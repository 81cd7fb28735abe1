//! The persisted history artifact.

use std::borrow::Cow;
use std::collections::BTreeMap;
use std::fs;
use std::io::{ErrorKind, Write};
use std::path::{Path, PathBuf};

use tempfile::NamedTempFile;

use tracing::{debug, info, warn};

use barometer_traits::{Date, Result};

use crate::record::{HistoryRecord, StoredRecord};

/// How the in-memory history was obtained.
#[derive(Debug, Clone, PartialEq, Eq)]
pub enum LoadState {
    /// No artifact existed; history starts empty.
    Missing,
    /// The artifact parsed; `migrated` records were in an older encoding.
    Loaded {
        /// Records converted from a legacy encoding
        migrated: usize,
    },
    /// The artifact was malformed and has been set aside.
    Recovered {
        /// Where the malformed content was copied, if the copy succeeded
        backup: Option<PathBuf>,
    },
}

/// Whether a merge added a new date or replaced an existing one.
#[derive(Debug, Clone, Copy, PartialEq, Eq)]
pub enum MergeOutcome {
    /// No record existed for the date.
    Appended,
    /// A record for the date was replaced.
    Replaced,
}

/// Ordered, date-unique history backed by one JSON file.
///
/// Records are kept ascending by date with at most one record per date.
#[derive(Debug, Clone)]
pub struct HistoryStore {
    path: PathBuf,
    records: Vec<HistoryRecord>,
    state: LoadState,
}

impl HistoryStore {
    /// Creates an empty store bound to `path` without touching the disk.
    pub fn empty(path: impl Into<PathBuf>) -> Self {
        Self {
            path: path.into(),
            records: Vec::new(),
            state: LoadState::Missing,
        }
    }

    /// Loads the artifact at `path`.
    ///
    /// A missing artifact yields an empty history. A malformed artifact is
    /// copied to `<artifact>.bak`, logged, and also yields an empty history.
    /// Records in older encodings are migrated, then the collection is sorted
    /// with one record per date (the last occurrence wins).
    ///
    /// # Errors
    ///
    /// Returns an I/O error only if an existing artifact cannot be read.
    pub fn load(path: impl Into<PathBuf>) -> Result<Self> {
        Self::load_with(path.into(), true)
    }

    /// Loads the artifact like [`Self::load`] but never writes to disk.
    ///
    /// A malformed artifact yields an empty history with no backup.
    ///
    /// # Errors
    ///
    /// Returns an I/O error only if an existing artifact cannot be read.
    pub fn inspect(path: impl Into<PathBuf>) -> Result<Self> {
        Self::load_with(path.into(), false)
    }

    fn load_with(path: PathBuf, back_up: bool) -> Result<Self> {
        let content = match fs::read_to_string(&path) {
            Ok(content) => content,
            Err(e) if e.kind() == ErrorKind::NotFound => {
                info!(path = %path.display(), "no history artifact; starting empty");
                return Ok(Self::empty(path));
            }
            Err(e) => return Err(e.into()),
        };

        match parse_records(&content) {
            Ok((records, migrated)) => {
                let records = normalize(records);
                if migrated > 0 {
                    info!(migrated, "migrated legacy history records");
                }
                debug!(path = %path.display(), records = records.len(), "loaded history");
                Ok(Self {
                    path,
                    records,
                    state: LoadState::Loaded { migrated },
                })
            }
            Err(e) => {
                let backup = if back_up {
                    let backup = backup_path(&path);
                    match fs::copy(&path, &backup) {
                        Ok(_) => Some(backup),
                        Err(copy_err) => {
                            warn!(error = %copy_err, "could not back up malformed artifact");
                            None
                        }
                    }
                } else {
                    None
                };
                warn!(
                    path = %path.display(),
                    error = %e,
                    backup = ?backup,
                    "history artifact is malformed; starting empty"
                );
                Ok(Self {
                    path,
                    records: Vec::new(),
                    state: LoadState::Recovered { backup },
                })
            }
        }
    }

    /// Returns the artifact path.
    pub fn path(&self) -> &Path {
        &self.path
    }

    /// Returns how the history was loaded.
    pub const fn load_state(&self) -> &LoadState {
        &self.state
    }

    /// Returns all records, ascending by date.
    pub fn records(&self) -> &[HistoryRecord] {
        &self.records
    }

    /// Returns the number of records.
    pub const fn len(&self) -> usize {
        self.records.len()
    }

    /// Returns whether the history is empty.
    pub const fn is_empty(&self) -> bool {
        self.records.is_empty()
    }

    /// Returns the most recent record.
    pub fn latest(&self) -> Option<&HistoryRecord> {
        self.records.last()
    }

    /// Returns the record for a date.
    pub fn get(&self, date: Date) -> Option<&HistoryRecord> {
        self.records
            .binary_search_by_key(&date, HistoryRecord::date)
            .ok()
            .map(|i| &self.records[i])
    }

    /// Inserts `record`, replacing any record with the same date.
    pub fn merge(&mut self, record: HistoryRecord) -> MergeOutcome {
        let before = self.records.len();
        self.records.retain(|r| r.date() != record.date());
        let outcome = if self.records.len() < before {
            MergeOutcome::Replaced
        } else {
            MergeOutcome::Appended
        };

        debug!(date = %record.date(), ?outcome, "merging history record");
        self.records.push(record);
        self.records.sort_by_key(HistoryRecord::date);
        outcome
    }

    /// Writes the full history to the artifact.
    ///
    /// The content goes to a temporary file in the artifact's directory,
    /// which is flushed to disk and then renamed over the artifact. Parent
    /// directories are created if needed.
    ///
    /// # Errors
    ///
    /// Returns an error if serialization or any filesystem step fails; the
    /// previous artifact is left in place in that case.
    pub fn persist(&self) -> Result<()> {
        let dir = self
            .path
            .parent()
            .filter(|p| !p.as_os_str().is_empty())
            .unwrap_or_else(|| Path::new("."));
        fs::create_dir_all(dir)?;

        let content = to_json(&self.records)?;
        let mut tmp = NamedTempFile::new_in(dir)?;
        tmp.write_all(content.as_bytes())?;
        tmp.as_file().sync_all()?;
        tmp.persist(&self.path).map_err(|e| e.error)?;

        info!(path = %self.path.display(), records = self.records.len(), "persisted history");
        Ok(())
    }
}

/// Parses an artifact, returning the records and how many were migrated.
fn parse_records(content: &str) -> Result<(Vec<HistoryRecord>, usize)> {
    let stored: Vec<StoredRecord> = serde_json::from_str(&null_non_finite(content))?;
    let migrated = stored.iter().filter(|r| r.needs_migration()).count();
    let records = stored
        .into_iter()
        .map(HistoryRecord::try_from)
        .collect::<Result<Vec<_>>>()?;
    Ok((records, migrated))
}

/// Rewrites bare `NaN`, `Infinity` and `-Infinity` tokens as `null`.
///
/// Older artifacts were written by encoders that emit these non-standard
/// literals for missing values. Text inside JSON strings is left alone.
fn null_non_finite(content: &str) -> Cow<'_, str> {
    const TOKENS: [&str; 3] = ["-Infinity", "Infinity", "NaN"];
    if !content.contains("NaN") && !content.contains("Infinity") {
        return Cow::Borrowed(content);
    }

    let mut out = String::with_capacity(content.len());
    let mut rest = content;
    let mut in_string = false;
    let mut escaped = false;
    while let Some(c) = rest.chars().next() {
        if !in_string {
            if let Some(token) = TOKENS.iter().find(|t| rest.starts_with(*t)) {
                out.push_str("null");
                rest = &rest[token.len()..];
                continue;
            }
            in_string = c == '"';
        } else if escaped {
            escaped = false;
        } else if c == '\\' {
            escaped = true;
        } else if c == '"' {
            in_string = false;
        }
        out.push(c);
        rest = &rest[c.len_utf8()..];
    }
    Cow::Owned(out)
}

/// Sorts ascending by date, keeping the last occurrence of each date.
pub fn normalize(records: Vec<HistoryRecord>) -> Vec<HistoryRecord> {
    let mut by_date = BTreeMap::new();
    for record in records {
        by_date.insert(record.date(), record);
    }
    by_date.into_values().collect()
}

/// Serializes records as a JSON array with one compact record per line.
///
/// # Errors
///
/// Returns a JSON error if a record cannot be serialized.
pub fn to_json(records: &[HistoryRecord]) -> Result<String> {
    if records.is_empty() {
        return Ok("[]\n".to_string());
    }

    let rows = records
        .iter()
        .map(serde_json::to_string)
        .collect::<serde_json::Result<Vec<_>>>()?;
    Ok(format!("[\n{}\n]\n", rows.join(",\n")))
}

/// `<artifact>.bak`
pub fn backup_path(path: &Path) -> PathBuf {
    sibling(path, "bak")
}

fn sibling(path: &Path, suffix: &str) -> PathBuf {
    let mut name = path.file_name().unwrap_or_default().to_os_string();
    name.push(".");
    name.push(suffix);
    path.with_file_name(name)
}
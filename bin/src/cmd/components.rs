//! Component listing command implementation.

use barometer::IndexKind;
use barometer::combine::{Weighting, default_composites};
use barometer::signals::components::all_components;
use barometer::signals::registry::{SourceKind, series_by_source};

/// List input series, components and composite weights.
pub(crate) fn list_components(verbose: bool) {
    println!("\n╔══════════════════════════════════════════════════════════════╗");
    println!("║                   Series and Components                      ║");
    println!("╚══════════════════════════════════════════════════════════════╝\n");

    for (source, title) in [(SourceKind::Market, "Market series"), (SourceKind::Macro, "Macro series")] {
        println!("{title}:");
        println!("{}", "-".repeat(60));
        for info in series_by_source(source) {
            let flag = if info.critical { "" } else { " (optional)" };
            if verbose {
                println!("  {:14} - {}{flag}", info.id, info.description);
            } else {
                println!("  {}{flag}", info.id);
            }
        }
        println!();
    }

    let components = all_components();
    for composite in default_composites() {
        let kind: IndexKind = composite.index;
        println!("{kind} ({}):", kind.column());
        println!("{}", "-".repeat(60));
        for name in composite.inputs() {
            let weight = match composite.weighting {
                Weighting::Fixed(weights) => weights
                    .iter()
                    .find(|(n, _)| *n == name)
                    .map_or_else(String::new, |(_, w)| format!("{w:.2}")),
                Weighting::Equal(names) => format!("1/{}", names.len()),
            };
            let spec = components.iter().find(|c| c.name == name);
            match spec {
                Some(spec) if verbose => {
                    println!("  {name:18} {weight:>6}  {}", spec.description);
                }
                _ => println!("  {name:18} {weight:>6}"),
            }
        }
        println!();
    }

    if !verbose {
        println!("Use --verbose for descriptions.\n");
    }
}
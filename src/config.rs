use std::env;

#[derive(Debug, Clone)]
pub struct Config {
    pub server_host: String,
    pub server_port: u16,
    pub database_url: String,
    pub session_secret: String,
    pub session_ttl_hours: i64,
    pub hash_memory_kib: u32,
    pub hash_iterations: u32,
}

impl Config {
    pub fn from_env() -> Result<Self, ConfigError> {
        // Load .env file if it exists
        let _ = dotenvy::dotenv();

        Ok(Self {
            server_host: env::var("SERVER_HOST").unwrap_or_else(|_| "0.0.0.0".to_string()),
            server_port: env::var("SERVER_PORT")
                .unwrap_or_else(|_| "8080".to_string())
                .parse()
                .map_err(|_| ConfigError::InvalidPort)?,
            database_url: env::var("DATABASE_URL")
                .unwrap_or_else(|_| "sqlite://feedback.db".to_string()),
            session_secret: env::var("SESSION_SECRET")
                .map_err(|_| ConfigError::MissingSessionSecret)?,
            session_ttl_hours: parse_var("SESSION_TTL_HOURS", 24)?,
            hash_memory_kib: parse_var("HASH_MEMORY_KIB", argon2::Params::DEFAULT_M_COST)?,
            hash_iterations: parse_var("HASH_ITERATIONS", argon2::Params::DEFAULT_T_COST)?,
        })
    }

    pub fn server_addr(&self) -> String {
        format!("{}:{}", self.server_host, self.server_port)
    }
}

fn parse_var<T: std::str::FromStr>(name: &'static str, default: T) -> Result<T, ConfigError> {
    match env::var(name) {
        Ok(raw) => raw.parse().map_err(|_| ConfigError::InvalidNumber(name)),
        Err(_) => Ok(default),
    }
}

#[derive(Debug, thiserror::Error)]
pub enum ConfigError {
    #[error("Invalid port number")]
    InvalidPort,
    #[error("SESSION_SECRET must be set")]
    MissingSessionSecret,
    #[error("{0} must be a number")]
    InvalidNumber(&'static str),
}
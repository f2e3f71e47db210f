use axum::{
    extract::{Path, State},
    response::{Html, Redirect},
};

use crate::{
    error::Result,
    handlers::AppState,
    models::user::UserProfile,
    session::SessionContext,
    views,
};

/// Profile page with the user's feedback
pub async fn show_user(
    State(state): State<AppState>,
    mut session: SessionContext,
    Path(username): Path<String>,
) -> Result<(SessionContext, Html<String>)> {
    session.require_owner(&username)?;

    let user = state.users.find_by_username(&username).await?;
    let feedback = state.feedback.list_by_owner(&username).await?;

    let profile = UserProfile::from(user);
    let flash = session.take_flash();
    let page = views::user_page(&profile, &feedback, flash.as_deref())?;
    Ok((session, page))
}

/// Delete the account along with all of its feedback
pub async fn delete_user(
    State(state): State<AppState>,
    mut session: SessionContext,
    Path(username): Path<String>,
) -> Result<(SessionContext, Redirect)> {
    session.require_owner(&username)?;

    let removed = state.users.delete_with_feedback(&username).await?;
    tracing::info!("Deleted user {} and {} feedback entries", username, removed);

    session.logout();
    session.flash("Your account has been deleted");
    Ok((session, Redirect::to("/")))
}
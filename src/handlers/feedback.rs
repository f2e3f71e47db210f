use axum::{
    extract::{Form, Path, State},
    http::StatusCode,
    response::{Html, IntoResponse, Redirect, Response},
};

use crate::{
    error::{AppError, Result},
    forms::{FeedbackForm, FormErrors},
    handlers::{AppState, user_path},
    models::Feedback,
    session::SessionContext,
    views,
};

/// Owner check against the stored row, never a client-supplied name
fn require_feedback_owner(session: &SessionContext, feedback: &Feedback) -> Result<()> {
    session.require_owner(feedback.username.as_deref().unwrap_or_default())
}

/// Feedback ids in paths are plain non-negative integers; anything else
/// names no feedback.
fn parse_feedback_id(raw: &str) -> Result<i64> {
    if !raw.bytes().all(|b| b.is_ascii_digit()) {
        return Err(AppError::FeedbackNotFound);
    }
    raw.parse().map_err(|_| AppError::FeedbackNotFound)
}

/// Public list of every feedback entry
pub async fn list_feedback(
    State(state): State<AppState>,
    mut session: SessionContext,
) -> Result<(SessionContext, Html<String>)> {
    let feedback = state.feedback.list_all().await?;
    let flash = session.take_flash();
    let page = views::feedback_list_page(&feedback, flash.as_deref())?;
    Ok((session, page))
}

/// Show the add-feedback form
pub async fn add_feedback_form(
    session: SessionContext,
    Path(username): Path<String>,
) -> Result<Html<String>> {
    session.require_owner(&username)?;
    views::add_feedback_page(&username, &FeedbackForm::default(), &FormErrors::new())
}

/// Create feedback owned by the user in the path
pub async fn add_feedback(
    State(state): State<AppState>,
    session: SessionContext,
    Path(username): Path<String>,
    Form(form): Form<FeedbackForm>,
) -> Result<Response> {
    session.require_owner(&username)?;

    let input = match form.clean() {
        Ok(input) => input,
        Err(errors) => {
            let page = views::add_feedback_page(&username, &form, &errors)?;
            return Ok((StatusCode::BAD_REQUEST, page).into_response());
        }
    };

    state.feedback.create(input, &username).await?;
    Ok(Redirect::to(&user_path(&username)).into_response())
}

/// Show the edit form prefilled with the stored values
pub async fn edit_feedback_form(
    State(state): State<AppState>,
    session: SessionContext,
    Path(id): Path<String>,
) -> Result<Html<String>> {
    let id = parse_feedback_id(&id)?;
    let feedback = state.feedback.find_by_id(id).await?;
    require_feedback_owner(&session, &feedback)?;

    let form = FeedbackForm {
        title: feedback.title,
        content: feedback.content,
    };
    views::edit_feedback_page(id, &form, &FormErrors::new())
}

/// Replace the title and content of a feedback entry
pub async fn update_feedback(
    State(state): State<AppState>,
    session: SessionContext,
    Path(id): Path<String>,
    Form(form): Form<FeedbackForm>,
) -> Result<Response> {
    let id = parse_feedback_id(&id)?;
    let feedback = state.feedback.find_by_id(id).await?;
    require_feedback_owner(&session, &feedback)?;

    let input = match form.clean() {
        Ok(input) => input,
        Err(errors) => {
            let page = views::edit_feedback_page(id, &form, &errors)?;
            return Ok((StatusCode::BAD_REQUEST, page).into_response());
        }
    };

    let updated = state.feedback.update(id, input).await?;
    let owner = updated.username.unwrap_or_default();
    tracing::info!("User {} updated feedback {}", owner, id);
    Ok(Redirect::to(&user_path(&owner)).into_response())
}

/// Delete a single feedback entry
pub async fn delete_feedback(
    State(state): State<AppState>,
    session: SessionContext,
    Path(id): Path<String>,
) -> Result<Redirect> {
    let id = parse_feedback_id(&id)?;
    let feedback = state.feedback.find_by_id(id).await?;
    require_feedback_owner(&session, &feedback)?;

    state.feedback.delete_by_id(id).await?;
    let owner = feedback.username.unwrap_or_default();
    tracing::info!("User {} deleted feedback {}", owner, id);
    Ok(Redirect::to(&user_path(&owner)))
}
• • • • • • •
*EXERCISE BRIEF*: Through the line that contains "history starts empty.", copy the material above exactly, beginning at its first line and including nothing more.

*ANSWER TO THIS EXERCISE*:
repository 81cd7fb28735abe1
//! The persisted history artifact.

use std::borrow::Cow;
use std::collections::BTreeMap;
use std::fs;
use std::io::{ErrorKind, Write};
use std::path::{Path, PathBuf};

use tempfile::NamedTempFile;

use tracing::{debug, info, warn};

use barometer_traits::{Date, Result};

use crate::record::{HistoryRecord, StoredRecord};

/// How the in-memory history was obtained.
#[derive(Debug, Clone, PartialEq, Eq)]
pub enum LoadState {
    /// No artifact existed; history starts empty.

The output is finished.